--- Instructions to follow ---
Only what runs from the line with "app.run(app_rx, wiring.link_rx).await;" to the final line of the records below should be given again, word for word.

--- Records for the task ---
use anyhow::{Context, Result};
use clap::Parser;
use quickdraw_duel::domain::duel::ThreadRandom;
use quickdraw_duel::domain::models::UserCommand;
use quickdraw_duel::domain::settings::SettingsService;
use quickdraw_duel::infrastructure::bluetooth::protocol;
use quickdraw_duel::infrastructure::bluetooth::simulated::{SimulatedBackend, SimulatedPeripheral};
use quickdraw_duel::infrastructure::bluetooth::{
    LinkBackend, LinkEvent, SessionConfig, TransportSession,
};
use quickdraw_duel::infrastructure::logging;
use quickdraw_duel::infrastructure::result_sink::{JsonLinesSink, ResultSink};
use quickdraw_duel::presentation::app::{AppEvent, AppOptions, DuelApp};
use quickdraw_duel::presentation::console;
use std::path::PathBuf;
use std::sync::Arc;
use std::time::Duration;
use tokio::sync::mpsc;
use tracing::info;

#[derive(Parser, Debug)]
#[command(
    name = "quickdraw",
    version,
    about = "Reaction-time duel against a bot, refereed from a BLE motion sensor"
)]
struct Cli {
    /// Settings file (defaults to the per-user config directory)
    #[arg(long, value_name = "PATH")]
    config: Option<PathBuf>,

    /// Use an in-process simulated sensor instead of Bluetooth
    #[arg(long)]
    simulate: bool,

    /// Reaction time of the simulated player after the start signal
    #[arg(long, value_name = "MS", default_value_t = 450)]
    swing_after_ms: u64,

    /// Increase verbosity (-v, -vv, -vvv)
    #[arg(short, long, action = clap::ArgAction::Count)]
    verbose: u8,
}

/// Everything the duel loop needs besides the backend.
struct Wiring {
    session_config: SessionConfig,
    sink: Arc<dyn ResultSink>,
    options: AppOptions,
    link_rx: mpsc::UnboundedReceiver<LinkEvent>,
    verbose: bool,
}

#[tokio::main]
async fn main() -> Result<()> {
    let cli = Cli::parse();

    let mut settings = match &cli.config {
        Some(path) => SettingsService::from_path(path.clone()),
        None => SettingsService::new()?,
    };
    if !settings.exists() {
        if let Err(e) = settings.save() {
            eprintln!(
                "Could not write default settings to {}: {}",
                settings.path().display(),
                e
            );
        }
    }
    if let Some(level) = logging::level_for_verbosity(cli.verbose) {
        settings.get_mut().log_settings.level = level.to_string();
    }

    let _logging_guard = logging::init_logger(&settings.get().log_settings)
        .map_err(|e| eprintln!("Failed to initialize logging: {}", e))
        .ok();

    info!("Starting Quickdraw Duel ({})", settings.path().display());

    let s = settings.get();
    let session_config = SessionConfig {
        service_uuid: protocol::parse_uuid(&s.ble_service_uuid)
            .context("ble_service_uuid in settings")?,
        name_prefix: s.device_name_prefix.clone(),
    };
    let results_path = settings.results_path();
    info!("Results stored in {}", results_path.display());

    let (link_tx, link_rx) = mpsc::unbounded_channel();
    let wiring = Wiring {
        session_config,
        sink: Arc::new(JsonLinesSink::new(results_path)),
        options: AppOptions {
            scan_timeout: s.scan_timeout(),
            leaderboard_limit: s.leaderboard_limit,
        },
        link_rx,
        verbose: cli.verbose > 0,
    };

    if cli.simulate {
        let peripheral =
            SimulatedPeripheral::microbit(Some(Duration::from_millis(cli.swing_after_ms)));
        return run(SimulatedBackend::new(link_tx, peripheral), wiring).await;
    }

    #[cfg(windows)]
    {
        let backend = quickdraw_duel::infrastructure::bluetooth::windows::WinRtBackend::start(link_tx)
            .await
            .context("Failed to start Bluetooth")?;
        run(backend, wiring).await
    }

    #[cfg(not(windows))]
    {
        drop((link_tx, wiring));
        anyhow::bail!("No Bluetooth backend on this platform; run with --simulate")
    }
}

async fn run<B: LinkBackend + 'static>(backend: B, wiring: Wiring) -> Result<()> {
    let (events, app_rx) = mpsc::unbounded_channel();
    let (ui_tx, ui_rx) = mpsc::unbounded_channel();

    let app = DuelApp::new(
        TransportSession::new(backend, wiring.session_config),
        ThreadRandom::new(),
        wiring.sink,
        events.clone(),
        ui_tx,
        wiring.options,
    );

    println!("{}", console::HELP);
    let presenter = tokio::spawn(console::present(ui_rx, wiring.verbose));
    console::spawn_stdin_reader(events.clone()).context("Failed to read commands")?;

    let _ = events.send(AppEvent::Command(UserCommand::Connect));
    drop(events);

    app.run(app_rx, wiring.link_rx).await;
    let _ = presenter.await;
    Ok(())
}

--- Output below ---
    app.run(app_rx, wiring.link_rx).await;
    let _ = presenter.await;
    Ok(())
}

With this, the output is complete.